Partner internally with the Alliance Leader and/or Program Leader and functional team members to help achieve optimal team performance and timely achievement of program milestones
Build and maintain productive relationships with key personnel both internally and with Alliance Partners
Contribute to and potentially lead Alliance CMC sub-team meetings; document meeting minutes, actions, and key decisions
Communicate and follow up on action items and key deliverables through their closure/completion
Monitor and suggest ways to accelerate project completion
Evaluate project delays and roadblocks and propose rational and creative solutions
Coordinate budget and resources for formulation and analytical internal support to partnered projects
Provide regular updates on project status for key decisions, timelines and deliverables to the Alliance project team and to the Product Development function
ADDITIONAL FUNCTIONS AND RESPONSIBILITIES:
Other duties as assigned
EDUCATION, EXPERIENCE, KNOWLEDGE, SKILLS AND ABILITIES:
Minimum of a Masters degree with 10 years of experience in the pharmaceutical and biopharmaceutical industry in CMC-related functions (an equivalent combination of experience and education may be considered)
Ph.D. in Pharmaceutical Science or related field is preferred
Strong scientific background with broad knowledge and experience in CMC development of biologics
Preferred experience with statistical analysis and software, and design of experiment approaches, particularly as applied to formulation and analytical method development
Well established knowledge of GMP and QbD principles, FDA guidelines, ICH guidelines, EU guidance, etc.
Strong proficiency in writing and reviewing CMC sections for US and international regulatory submissions highly preferred.
Demonstrated ability to operate within a matrix organization and to manage multiple organizational interfaces and stakeholders, including meeting facilitation.

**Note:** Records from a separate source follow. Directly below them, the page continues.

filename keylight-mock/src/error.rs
#[derive(Debug, thiserror::Error)]
pub enum MockError {
    #[error("Io error: {0}")]
    Io(#[from] std::io::Error),

    #[error("Invalid settings: {0}")]
    Settings(#[from] toml::de::Error),

    #[error("Invalid listen address: {0}")]
    Address(#[from] std::net::AddrParseError),
}
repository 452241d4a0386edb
use keylight_api::Endpoint;

#[derive(Debug, thiserror::Error)]
pub enum Error {
    /// Transport failure talking to a light
    #[error("Network error talking to {endpoint}: {source}")]
    Network {
        endpoint: String,
        #[source]
        source: reqwest::Error,
    },

    #[error("Request to {endpoint} timed out")]
    Timeout { endpoint: String },

    /// The light answered with a non-success status
    #[error("{endpoint} answered with status {status}")]
    Status { endpoint: String, status: u16 },

    /// The light answered with something unusable
    #[error("Device error: {message}")]
    Device { message: String },

    #[error("Discovery error: {message}")]
    Discovery { message: String },

    #[error("Serialization error: {0}")]
    Serialization(#[from] serde_json::Error),

    #[error("Configuration error: {0}")]
    Config(#[from] config::ConfigError),

    #[error("Light already registered: {0}")]
    Duplicate(String),

    #[error("Resource not found: {resource}")]
    NotFound { resource: String },

    #[error("{0} is busy")]
    Busy(String),

    #[error("Io error: {0}")]
    Io(#[from] std::io::Error),
}

pub type Result<T, E = Error> = std::result::Result<T, E>;

impl Error {
    pub fn network(endpoint: &Endpoint, source: reqwest::Error) -> Self {
        if source.is_timeout() {
            Self::Timeout {
                endpoint: endpoint.to_string(),
            }
        } else {
            Self::Network {
                endpoint: endpoint.to_string(),
                source,
            }
        }
    }

    pub fn status(endpoint: &Endpoint, status: reqwest::StatusCode) -> Self {
        Self::Status {
            endpoint: endpoint.to_string(),
            status: status.as_u16(),
        }
    }

    pub fn device<S: Into<String>>(message: S) -> Self {
        Self::Device {
            message: message.into(),
        }
    }

    pub fn discovery<S: Into<String>>(message: S) -> Self {
        Self::Discovery {
            message: message.into(),
        }
    }

    pub fn not_found<S: Into<String>>(resource: S) -> Self {
        Self::NotFound {
            resource: resource.into(),
        }
    }

    /// Whether retrying the same request could succeed.
    pub fn is_transient(&self) -> bool {
        match self {
            Error::Network { .. } | Error::Timeout { .. } => true,
            Error::Status { status, .. } => *status >= 500,
            _ => false,
        }
    }
}
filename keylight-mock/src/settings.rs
use std::env;
use std::path::PathBuf;

use serde::{Deserialize, Serialize};

use keylight_api::{AccessoryInfo, LightState, Power, WifiInfo};

use crate::error::MockError;

#[derive(Debug, Clone, Serialize, Deserialize)]
pub struct Logger {
    pub level: String,
}

#[derive(Debug, Clone, Serialize, Deserialize)]
pub struct Server {
    pub host: String,
    pub port: u16,
}

#[derive(Debug, Clone, Serialize, Deserialize)]
pub struct Light {
    pub display_name: String,
    pub product_name: String,
    pub mac_address: String,
    pub serial_number: String,
    pub firmware_version: String,
    pub on: bool,
    pub brightness: u8,
    pub temperature: u16,
}

impl Light {
    pub fn accessory_info(&self) -> AccessoryInfo {
        AccessoryInfo {
            product_name: self.product_name.clone(),
            hardware_board_type: 53,
            hardware_revision: "0.1".to_string(),
            mac_address: self.mac_address.clone(),
            firmware_build_number: 218,
            firmware_version: self.firmware_version.clone(),
            serial_number: self.serial_number.clone(),
            display_name: self.display_name.clone(),
            features: vec!["lights".to_string()],
            wifi_info: Some(WifiInfo {
                ssid: "mock".to_string(),
                frequency_mhz: 2400,
                rssi: -40,
            }),
        }
    }

    pub fn state(&self) -> LightState {
        LightState::new(Power::from(self.on), self.brightness, self.temperature).clamped()
    }
}

#[derive(Debug, Clone, Serialize, Deserialize)]
pub struct Settings {
    pub logger: Logger,
    pub server: Server,
    pub light: Light,
}

impl Settings {
    /// Loads the built-in defaults, or the file named by `KEYLIGHT_MOCK_CONFIG`.
    pub fn new() -> Result<Self, MockError> {
        match env::var("KEYLIGHT_MOCK_CONFIG") {
            Ok(path) => {
                let path = Self::normalize_path(&path)?;
                let content = std::fs::read_to_string(&path)?;
                Ok(toml::from_str(&content)?)
            }
            Err(_) => Ok(toml::from_str(include_str!(concat!(
                env!("CARGO_MANIFEST_DIR"),
                "/configs/default.toml"
            )))?),
        }
    }

    fn normalize_path(path: &str) -> Result<PathBuf, MockError> {
        let path_buf = PathBuf::from(path);

        Ok(if path_buf.is_absolute() {
            path_buf
        } else {
            env::current_dir()?.join(path_buf)
        })
    }
}
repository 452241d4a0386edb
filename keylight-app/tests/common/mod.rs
pub mod mock_app;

Demonstrated excellence in communication, negotiation, presentation, analytical thinking and problem-solving skills.
TECHNICAL KNOWLEDGE REQUIRED:
Equipment: PC, scanners, facsimile machine, voice mail and e-mail systems, and common office machines, or ability to be trained. Knowledge of other equipment required: N/A
Software Knowledge: Windows, MS Office (Outlook, Word, Excel). Knowledge of other software required: N/A
INTERNAL AND EXTERNAL RELATIONSHIPS:
Effectively interface within line function and with other line functions within Halozyme (e.g., Alliance, Regulatory Affairs, Quality, CMC Operations, Commercial, Clinical, Nonclinical, etc.)
Manage relationships with Alliance counterparts
Employer will assist with relocation costs.
Halozyme is a clinical-stage biotechnology company focused on developing and commercializing novel cancer therapies that target the tumor microenvironment. Our lead proprietary program, investigational drug PEGPH20 (pegvorhyaluronidase alfa), applies a unique approach to targeting solid tumors, potentially providing increased immune response and tumor access for co-administered anti-cancer therapies.
In addition to our proprietary product pipeline, Halozyme has value-driving partnerships with leading pharmaceutical companies, including Roche, Pfizer, Janssen, Baxalta, AbbVie, Eli Lilly, Bristol-Myers Squibb and Alexion for our ENHANZE® drug delivery technology, which enables biologics and small molecules currently administered intravenously to be delivered subcutaneously and may provide additional benefits. We are headquartered in San Diego.